[Start of Attachment]

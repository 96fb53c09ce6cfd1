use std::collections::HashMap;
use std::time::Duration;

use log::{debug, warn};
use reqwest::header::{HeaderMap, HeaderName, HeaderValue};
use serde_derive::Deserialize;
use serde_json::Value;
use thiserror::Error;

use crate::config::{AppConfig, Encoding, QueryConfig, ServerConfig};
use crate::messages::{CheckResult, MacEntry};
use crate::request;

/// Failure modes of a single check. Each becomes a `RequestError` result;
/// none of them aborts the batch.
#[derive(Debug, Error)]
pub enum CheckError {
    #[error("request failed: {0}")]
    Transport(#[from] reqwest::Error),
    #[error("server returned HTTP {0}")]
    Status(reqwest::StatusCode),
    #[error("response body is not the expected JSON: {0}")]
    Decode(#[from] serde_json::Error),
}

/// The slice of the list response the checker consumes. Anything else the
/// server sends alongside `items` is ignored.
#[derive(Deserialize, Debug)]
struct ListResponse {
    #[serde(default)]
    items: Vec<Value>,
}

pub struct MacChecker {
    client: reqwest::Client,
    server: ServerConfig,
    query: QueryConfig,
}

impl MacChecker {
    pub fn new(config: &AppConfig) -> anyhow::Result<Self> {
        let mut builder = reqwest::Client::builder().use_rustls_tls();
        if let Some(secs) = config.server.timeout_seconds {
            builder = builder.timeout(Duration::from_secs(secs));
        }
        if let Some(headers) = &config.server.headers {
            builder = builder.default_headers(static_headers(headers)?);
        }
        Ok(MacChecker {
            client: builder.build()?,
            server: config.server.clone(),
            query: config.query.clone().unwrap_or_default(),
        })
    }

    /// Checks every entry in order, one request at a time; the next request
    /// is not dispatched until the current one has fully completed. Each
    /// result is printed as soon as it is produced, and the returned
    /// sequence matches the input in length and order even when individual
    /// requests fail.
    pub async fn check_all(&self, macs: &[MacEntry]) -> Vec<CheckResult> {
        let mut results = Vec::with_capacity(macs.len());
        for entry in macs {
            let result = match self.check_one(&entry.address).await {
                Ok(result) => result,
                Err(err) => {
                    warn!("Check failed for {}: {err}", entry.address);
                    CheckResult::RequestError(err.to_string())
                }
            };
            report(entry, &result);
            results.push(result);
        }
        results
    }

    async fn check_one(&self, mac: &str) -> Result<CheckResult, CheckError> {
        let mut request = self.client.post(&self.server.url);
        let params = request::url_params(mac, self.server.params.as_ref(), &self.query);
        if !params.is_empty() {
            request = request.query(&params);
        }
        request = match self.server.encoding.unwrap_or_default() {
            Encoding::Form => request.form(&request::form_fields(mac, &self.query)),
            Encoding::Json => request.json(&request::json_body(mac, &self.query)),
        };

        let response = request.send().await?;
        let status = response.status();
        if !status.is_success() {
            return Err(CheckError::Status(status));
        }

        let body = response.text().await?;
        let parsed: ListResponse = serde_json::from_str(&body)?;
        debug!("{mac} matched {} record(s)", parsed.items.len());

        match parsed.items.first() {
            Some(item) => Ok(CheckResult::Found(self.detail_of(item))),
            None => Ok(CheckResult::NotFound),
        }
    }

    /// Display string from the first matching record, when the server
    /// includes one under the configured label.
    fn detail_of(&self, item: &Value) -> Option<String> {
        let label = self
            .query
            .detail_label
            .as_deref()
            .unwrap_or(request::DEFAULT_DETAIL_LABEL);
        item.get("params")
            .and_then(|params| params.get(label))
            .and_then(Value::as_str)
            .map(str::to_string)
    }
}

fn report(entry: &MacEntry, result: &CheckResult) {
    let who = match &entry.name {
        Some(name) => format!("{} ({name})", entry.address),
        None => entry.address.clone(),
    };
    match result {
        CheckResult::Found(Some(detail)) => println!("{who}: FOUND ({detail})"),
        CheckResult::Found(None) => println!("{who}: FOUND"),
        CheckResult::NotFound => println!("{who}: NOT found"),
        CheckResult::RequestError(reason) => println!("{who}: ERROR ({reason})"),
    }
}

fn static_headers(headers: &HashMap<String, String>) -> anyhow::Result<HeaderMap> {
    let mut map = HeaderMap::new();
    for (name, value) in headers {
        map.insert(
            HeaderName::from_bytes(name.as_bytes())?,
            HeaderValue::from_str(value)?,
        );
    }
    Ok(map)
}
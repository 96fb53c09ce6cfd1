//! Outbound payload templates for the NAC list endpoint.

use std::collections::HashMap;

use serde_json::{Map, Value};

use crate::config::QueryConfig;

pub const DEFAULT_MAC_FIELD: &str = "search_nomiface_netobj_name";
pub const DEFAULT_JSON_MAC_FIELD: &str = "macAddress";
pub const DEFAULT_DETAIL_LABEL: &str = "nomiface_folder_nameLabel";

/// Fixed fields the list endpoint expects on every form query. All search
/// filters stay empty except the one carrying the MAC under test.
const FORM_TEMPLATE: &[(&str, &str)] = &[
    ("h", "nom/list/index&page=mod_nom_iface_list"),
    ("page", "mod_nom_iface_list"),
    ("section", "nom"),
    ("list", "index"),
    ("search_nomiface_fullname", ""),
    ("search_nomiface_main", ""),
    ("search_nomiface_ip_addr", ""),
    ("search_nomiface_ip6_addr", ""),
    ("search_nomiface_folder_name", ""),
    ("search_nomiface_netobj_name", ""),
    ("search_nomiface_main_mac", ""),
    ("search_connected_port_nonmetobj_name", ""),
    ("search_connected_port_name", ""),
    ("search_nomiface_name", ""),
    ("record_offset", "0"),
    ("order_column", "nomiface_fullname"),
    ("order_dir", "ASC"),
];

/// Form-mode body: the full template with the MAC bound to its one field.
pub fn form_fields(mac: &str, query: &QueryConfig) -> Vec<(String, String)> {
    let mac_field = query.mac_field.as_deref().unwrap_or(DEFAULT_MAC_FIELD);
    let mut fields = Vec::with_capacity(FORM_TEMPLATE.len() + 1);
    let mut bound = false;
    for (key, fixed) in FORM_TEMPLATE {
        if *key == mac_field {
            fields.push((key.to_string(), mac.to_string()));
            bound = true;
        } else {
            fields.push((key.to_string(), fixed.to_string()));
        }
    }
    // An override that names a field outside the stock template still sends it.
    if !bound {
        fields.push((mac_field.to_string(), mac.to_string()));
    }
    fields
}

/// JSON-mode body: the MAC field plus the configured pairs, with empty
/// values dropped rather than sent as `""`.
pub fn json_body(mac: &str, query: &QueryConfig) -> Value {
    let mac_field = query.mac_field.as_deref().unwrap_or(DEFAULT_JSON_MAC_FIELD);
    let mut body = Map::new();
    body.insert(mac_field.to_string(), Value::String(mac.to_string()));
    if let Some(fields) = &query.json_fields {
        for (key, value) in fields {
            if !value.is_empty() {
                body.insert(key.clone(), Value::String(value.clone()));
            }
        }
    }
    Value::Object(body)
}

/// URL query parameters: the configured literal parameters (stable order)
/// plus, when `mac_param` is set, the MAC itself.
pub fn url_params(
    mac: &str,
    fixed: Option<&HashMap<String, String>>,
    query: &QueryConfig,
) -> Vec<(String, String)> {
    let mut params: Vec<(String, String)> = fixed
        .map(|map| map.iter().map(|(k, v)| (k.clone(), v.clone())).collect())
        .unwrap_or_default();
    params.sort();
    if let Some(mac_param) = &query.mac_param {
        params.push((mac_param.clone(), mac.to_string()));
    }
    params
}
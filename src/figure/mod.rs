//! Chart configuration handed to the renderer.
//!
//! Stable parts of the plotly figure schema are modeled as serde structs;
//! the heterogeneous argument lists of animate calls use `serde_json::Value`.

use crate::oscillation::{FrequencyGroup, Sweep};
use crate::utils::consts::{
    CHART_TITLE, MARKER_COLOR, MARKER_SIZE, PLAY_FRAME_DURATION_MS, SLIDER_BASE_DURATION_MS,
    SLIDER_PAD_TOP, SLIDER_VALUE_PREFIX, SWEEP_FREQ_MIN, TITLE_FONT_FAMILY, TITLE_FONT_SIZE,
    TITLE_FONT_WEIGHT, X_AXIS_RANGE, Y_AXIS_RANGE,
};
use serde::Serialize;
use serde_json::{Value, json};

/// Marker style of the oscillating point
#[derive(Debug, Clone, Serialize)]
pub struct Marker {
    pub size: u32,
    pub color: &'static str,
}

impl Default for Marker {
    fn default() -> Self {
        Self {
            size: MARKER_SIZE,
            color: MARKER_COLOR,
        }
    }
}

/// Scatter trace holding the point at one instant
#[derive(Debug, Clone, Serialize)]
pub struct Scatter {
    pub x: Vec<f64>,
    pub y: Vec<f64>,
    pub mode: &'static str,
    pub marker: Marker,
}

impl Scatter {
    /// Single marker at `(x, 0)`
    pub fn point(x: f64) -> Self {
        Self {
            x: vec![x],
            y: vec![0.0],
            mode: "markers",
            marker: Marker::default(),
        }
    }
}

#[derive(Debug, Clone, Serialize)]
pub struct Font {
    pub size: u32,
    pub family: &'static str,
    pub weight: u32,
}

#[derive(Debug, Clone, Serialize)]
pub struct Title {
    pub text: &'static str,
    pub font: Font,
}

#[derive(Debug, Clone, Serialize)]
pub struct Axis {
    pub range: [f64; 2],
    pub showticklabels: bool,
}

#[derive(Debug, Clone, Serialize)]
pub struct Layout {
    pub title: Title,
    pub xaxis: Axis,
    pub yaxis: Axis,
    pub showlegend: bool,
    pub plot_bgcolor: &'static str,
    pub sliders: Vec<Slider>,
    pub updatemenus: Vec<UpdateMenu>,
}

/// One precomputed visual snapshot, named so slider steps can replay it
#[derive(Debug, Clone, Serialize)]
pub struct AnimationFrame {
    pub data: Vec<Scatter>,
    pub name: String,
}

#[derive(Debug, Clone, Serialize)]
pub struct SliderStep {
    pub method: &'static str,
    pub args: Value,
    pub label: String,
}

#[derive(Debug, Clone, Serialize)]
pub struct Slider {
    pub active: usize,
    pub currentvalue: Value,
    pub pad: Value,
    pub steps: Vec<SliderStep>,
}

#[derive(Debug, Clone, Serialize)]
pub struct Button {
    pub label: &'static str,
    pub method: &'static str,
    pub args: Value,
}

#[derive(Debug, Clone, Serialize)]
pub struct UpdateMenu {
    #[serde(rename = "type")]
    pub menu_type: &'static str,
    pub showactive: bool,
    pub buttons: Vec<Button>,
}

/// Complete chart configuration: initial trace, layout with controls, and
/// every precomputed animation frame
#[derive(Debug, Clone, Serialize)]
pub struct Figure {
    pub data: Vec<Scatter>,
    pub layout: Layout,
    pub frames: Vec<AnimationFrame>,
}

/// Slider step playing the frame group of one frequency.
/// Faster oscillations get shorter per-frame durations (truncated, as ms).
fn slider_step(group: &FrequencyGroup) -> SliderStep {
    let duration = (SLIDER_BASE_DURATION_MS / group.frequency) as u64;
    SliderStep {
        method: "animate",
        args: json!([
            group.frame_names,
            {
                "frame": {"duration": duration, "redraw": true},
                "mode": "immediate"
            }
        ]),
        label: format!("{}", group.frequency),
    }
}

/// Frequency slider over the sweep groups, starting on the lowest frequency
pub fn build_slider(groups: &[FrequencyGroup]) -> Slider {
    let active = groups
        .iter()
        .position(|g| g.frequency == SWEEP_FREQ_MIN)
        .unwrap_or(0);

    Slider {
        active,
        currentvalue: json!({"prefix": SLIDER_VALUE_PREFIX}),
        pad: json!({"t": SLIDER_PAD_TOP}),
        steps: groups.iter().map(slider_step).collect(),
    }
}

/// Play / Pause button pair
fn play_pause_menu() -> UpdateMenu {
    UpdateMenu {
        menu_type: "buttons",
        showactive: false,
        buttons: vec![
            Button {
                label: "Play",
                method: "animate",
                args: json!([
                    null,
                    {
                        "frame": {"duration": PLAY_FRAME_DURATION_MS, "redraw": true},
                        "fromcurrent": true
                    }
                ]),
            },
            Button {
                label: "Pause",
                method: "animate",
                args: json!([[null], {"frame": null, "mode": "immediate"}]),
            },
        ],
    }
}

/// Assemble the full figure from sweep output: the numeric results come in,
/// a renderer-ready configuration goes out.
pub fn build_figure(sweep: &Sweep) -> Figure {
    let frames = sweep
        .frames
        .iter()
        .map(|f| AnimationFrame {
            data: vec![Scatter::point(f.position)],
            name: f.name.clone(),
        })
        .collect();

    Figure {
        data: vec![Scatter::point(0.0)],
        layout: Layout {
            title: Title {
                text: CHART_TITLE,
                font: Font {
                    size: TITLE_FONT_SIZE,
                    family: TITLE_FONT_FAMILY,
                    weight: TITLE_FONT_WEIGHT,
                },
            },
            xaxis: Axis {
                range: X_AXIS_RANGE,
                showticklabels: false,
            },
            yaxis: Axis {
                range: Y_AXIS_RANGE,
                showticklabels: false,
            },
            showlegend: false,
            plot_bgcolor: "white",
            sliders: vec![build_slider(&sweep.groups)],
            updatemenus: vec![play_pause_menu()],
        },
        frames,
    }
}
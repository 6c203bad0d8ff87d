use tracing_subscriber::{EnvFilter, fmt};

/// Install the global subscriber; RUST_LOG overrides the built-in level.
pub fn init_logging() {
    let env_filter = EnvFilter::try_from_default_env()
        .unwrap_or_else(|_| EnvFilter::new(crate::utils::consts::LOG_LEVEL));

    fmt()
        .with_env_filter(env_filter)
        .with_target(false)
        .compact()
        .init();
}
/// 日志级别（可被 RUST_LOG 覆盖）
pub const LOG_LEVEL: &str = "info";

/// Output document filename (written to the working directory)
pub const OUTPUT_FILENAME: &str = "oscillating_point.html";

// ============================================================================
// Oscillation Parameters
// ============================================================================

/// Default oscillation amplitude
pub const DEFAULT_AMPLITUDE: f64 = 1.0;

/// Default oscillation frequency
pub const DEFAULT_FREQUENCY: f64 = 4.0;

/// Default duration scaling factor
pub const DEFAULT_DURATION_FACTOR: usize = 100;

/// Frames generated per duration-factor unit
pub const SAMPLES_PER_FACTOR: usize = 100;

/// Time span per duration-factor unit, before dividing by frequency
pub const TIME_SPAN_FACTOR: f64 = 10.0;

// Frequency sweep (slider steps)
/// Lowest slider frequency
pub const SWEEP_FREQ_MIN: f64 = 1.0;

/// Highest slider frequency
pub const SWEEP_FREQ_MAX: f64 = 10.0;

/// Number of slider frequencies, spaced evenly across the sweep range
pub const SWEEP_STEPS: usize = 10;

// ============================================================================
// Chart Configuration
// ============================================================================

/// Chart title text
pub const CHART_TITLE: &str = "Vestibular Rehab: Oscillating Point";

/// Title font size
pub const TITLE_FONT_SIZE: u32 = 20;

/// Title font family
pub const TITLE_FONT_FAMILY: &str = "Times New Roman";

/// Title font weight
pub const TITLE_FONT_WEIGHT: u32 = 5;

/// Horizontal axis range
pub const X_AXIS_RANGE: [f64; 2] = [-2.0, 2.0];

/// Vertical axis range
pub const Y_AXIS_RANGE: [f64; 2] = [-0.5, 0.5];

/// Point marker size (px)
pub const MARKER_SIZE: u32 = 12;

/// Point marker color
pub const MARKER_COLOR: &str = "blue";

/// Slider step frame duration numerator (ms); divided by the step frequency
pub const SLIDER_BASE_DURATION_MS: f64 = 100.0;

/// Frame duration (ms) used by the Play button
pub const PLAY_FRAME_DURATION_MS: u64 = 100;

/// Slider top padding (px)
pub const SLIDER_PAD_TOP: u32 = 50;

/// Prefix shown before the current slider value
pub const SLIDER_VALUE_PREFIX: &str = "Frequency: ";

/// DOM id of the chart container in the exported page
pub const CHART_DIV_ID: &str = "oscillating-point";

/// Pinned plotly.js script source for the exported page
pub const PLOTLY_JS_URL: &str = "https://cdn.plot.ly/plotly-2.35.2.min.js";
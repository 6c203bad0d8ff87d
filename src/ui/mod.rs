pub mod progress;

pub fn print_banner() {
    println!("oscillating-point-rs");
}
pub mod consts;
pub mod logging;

[End of Attachment]

■ WORK TO COMPLETE ■
Filter the entries down to the lines that hold "EnvFilter". Copy those lines.

■ RESPONSE BOX ■
use tracing_subscriber::{EnvFilter, fmt};
    let env_filter = EnvFilter::try_from_default_env()
        .unwrap_or_else(|_| EnvFilter::new(crate::utils::consts::LOG_LEVEL));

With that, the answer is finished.